▸ **Provided data**
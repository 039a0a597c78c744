//! World state and core simulation types
//!
//! `World` owns one instance of each component. Nothing outside `tick` mutates
//! it, and every random draw comes from the RNG handed to the constructor, so
//! a seed plus an input stream reproduces a run exactly.

use glam::Vec2;
use rand::SeedableRng;
use rand_pcg::Pcg32;
use serde::{Deserialize, Serialize};

use super::events::CrashCause;
use super::obstacles::ObstacleSpawner;
use super::player::PlayerKinematics;
use super::score::ScoreController;
use super::terrain::TerrainGenerator;
use super::trick::TrickEngine;
use crate::consts::*;
use crate::tuning::Tuning;

/// Random source used by every generator in the sim
pub type SimRng = Pcg32;

/// Rider attributes chosen on the character select screen
#[derive(Debug, Clone, PartialEq, Serialize, Deserialize)]
pub struct Character {
    pub id: String,
    pub name: String,
    /// Bigger hitbox, higher jumps, slower spins (~0.8 - 1.2)
    pub height_scale: f32,
    /// Faster and heavier (~0.8 - 1.2)
    pub weight_scale: f32,
    /// Cosmetic only
    pub color: String,
}

impl Character {
    pub fn new(name: &str, height_scale: f32, weight_scale: f32) -> Self {
        Self {
            id: name.to_lowercase(),
            name: name.to_string(),
            height_scale,
            weight_scale,
            color: "#FFFFFF".to_string(),
        }
        .sanitized()
    }

    /// Clamp attributes the physics cannot handle (zero, negative, NaN)
    pub fn sanitized(mut self) -> Self {
        fn clamp(value: f32, what: &str, name: &str) -> f32 {
            if value.is_finite() && value >= MIN_ATTRIBUTE_SCALE {
                value
            } else {
                log::warn!(
                    "{} {} scale {} out of range, clamped to {}",
                    name,
                    what,
                    value,
                    MIN_ATTRIBUTE_SCALE
                );
                MIN_ATTRIBUTE_SCALE
            }
        }
        self.height_scale = clamp(self.height_scale, "height", &self.name);
        self.weight_scale = clamp(self.weight_scale, "weight", &self.name);
        self
    }

    /// The stock riders
    pub fn roster() -> Vec<Character> {
        let rider = |id: &str, name: &str, height: f32, weight: f32, color: &str| Character {
            id: id.to_string(),
            name: name.to_string(),
            height_scale: height,
            weight_scale: weight,
            color: color.to_string(),
        };
        vec![
            // Tall and light: big air, slow spins
            rider("friend1", "Alex", 1.15, 0.9, "#FF6B6B"),
            // Short and heavy: quick spins, fast and low
            rider("friend2", "Jordan", 0.85, 1.2, "#4ECDC4"),
            rider("friend3", "Sam", 1.0, 1.0, "#95E1D3"),
            rider("friend4", "Taylor", 1.1, 1.15, "#F38181"),
            rider("friend5", "Casey", 0.9, 0.85, "#AA96DA"),
        ]
    }
}

impl Default for Character {
    fn default() -> Self {
        Self::new("Sam", 1.0, 1.0)
    }
}

/// Current phase of the run
#[derive(Debug, Clone, Copy, PartialEq, Serialize, Deserialize)]
pub enum RunPhase {
    Running,
    /// Terminal; the world no longer changes
    Crashed(CrashCause),
}

/// Complete simulation state for one run
#[derive(Debug, Clone)]
pub struct World {
    /// x the run started at (distance is measured from here)
    pub start_x: f32,
    /// Simulation tick counter
    pub time_ticks: u64,
    /// Simulated seconds
    pub elapsed: f32,
    pub phase: RunPhase,
    pub terrain: TerrainGenerator,
    pub obstacles: ObstacleSpawner,
    pub player: PlayerKinematics,
    pub tricks: TrickEngine,
    pub score: ScoreController,
}

impl World {
    /// Start a run from a seed
    pub fn new(tuning: Tuning, character: Character, seed: u64) -> Self {
        Self::with_rng(tuning, character, SimRng::seed_from_u64(seed))
    }

    /// Start a run drawing all randomness from `rng`
    ///
    /// Terrain and obstacles each get their own stream split off `rng`, so
    /// spawning more obstacles never shifts the hills.
    pub fn with_rng(tuning: Tuning, character: Character, mut rng: SimRng) -> Self {
        let tuning = tuning.sanitized();
        let character = character.sanitized();
        let terrain_rng = SimRng::from_rng(&mut rng);
        let obstacle_rng = SimRng::from_rng(&mut rng);

        let terrain = TerrainGenerator::new(tuning.terrain, START_X, terrain_rng);
        let obstacles = ObstacleSpawner::new(tuning.obstacles, START_X, obstacle_rng);

        log::info!(
            "Run started: {} (height {:.2}, weight {:.2})",
            character.name,
            character.height_scale,
            character.weight_scale
        );

        // Riders start on the snow, aligned to the slope
        let mut player =
            PlayerKinematics::new(tuning.player, character, Vec2::new(START_X, START_Y));
        player.commit_landing(&terrain);

        Self {
            start_x: START_X,
            time_ticks: 0,
            elapsed: 0.0,
            phase: RunPhase::Running,
            terrain,
            obstacles,
            player,
            tricks: TrickEngine::new(tuning.tricks),
            score: ScoreController::new(tuning.score),
        }
    }

    pub fn is_over(&self) -> bool {
        matches!(self.phase, RunPhase::Crashed(_))
    }

    /// Whole meters travelled from the start
    pub fn distance_meters(&self) -> u32 {
        let travelled = (self.player.state.pos.x - self.start_x).max(0.0);
        (travelled / self.score.tuning.pixels_per_meter).floor() as u32
    }
}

▸ **Task item**
Whenever "sanitized" shows up in a line of the listing, copy that whole line.

▸ **Result of this exercise**
        .sanitized()
    pub fn sanitized(mut self) -> Self {
        let tuning = tuning.sanitized();
        let character = character.sanitized();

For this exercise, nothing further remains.